● **Assigned task**
Each entry that follows needs to be written out exactly, with nothing left out.

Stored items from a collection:
pub mod cli;
pub mod config;
pub mod processor;
pub mod query;
pub mod report;

pub use cli::{Cli, Commands, GraphCommands, NetworkArgs, RunArgs};
pub use config::CivnetConfig;
pub use processor::{Networks, ProcessError, QueryOutcome, QueryProcessor, Summary};
pub use query::{Query, QueryError};
pub use report::{OutputFormat, ReportRenderer};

● **Answer space**
pub mod cli;
pub mod config;
pub mod processor;
pub mod query;
pub mod report;

pub use cli::{Cli, Commands, GraphCommands, NetworkArgs, RunArgs};
pub use config::CivnetConfig;
pub use processor::{Networks, ProcessError, QueryOutcome, QueryProcessor, Summary};
pub use query::{Query, QueryError};
pub use report::{OutputFormat, ReportRenderer};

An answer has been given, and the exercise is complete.